All of the stated reasons for the sequester have gone away:
- The deficit is down by half as a percent of GDP;
- The study that justified it turned out to have the conclusions completely wrong;
- Europe’s experiment with cutting government to boost the economy has shown this to be ass-backwards.
- History, on the other hand, has shown that we need to boost government spending and hiring to grow the economy during recessions and depressions.
But hey, Republicans are not going to let facts get in the way of causing human suffering and economic decline. Even many Democrats say “we need balanced deficit cutting” instead of hiring and stimulus. And here we are.
So, how’s that sequester going? Here are a few headlines:
… a group of 22 graduate students and researchers have been exploring ways to help repair the heart after it experiences trauma. … The National Health Institute informed the group at Temple that the $1.5 million grant funding their research would be reduced by ten percent, a consequence of the federal budget cuts known as sequestration. …
At the University of Kansas, … has been left in limbo after sequestration forced a delay … likened the situation to “closing off the vein.” … projects that enhance social and emotional development for children with severe behavior problems or autism and help educators understand how to work with children with or at risk for disabilities. … Greenwood said he would look to foundations and private philanthropy to help fill the void left by sequestration.
Rebecca Riggins, a Georgetown University cancer researcher, has had to freeze her work amid federal funding cuts brought on by sequestration. Literally.
[. . .] Joan Brugge, chairwoman of the cell biology department at Harvard Medical School, says the cuts are affecting experienced researchers in addition to scientists just starting out.
… “When you take what already has been an extremely tough environment for research and development funding and overlay sequestration on top of that, it turns a bad situation into a historically bad situation,”
Across-the-board budget cuts ― known as sequestration ― took effect on March 1, and their potential impacts are just starting to become clearer.
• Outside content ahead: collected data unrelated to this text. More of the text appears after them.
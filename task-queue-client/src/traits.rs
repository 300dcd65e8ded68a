//! Traits for task queue operations
// Copyright 2025 Francisco F. Pinochet
//
// Licensed under the Apache License, Version 2.0 (the "License");
// you may not use this file except in compliance with the License.
// You may obtain a copy of the License at
//
//     http://www.apache.org/licenses/LICENSE-2.0
//
// Unless required by applicable law or agreed to in writing, software
// distributed under the License is distributed on an "AS IS" BASIS,
// WITHOUT WARRANTIES OR CONDITIONS OF ANY KIND, either express or implied.
// See the License for the specific language governing permissions and
// limitations under the License.


use async_trait::async_trait;
use chrono::{DateTime, Utc};
use cinecore_types::{Event, Lane, MediaProfilePair, RevokeRequest, TaskEnvelope, TaskName};
use futures::Stream;
use serde::{Deserialize, Serialize};
use std::collections::HashMap;
use std::pin::Pin;
use std::time::Duration;

use crate::error::Result;

/// Where a registered task currently is
#[derive(Debug, Clone, Copy, PartialEq, Eq, Serialize, Deserialize)]
#[serde(rename_all = "snake_case")]
pub enum TaskState {
    /// Waiting to be picked up
    Queued,
    /// Held back until its eta
    Scheduled,
    /// Delivered to a worker
    Active,
}

/// Registry entry for one live task
#[derive(Debug, Clone, PartialEq, Serialize, Deserialize)]
pub struct RegistryEntry {
    pub task_id: String,
    pub name: TaskName,
    pub lane: Lane,
    pub state: TaskState,
    #[serde(skip_serializing_if = "Option::is_none")]
    pub correlation: Option<MediaProfilePair>,
    pub updated_at: DateTime<Utc>,
}

impl RegistryEntry {
    pub fn for_task(task: &TaskEnvelope, state: TaskState) -> Self {
        Self {
            task_id: task.task_id.clone(),
            name: task.name,
            lane: task.lane,
            state,
            correlation: task.correlation.clone(),
            updated_at: Utc::now(),
        }
    }

    /// State a task enters when enqueued
    pub fn initial_state(task: &TaskEnvelope) -> TaskState {
        match task.eta {
            Some(eta) if eta > Utc::now() => TaskState::Scheduled,
            _ => TaskState::Queued,
        }
    }
}

/// Point-in-time view of every live task
#[derive(Debug, Clone, Default)]
pub struct QueueSnapshot {
    pub entries: HashMap<String, RegistryEntry>,
}

impl QueueSnapshot {
    pub fn from_entries(entries: impl IntoIterator<Item = RegistryEntry>) -> Self {
        Self {
            entries: entries
                .into_iter()
                .map(|entry| (entry.task_id.clone(), entry))
                .collect(),
        }
    }

    pub fn contains_task(&self, task_id: &str) -> bool {
        self.entries.contains_key(task_id)
    }

    /// True if any live task is correlated with this (media, profile)
    pub fn contains_pair(&self, pair: &MediaProfilePair) -> bool {
        self.entries
            .values()
            .any(|entry| entry.correlation.as_ref() == Some(pair))
    }

    pub fn count(&self, state: TaskState) -> usize {
        self.entries.values().filter(|e| e.state == state).count()
    }

    pub fn len(&self) -> usize {
        self.entries.len()
    }

    pub fn is_empty(&self) -> bool {
        self.entries.is_empty()
    }
}

/// Settles a delivered task with the queue
#[async_trait]
pub trait Acknowledger: Send + Sync {
    /// Task finished, remove it for good
    async fn ack(&self) -> Result<()>;

    /// Hand the task back, optionally delayed
    async fn nak(&self, delay: Option<Duration>) -> Result<()>;
}

/// A task handed to a worker
pub struct Delivery {
    pub task: TaskEnvelope,
    acker: Box<dyn Acknowledger>,
}

impl Delivery {
    pub fn new(task: TaskEnvelope, acker: Box<dyn Acknowledger>) -> Self {
        Self { task, acker }
    }

    pub async fn ack(self) -> Result<()> {
        self.acker.ack().await
    }

    pub async fn nak(self, delay: Option<Duration>) -> Result<()> {
        self.acker.nak(delay).await
    }
}

impl std::fmt::Debug for Delivery {
    fn fmt(&self, f: &mut std::fmt::Formatter<'_>) -> std::fmt::Result {
        f.debug_struct("Delivery").field("task", &self.task).finish()
    }
}

pub type DeliveryStream<'a> = Pin<Box<dyn Stream<Item = Result<Delivery>> + Send + 'a>>;
pub type RevocationStream<'a> = Pin<Box<dyn Stream<Item = Result<RevokeRequest>> + Send + 'a>>;

/// Trait for task queue clients
#[async_trait]
pub trait TaskQueue: Send + Sync {
    /// Enqueue a task, returning its task id once the queue accepted it
    async fn enqueue(&self, task: TaskEnvelope) -> Result<String>;

    /// Consume due tasks of a lane, lowest priority value first.
    /// Delivery is at-least-once; every delivery must be acked or nacked.
    fn consume(&self, lane: Lane) -> DeliveryStream<'_>;

    /// Snapshot of queued, scheduled and active tasks
    async fn inspect(&self) -> Result<QueueSnapshot>;

    /// Broadcast a revocation to every worker and drop the task from the registry
    async fn revoke(&self, request: RevokeRequest) -> Result<()>;

    /// Revocations broadcast by any node
    fn revocations(&self) -> RevocationStream<'_>;

    /// Publish an event for downstream collaborators
    async fn publish_event(&self, event: &Event) -> Result<()>;

    /// Check if the client is connected
    async fn is_connected(&self) -> bool;

    /// Get the client type name
    fn client_type(&self) -> &str;
}

#[cfg(test)]
mod tests {
    use super::*;
    use cinecore_types::{MediaId, MediaTaskArgs};

    #[test]
    fn test_snapshot_lookups() {
        let task = TaskEnvelope::new(
            TaskName::EncodeMedia,
            MediaTaskArgs {
                media_id: MediaId::from("m1"),
            },
        )
        .unwrap()
        .with_correlation(MediaId::from("m1"), 2);

        let snapshot =
            QueueSnapshot::from_entries(vec![RegistryEntry::for_task(&task, TaskState::Active)]);

        assert!(snapshot.contains_task(&task.task_id));
        assert!(snapshot.contains_pair(&MediaProfilePair::new(MediaId::from("m1"), 2)));
        assert!(!snapshot.contains_pair(&MediaProfilePair::new(MediaId::from("m1"), 3)));
        assert_eq!(snapshot.count(TaskState::Active), 1);
        assert_eq!(snapshot.count(TaskState::Queued), 0);
    }

    #[test]
    fn test_initial_state_follows_eta() {
        let task = TaskEnvelope::new(TaskName::CheckMediaStates, serde_json::json!({})).unwrap();
        assert_eq!(RegistryEntry::initial_state(&task), TaskState::Queued);
        let delayed = task.with_countdown(30);
        assert_eq!(RegistryEntry::initial_state(&delayed), TaskState::Scheduled);
    }
}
For cancer patients and their families, these cuts spell despair …
… Not only will sequester cuts lead to fewer prospective research projects being funded, fewer research jobs and less economic activity, but they may cut short promising genetic research initiatives that are leading to drug development for brain tumors, ovarian cancer, metastatic melanoma and cancers caused by genetic mutations.
… Cutting cancer research now hurts the nation both medically and economically.
There is no reason for this sequester. Just repeal it. Jeeze!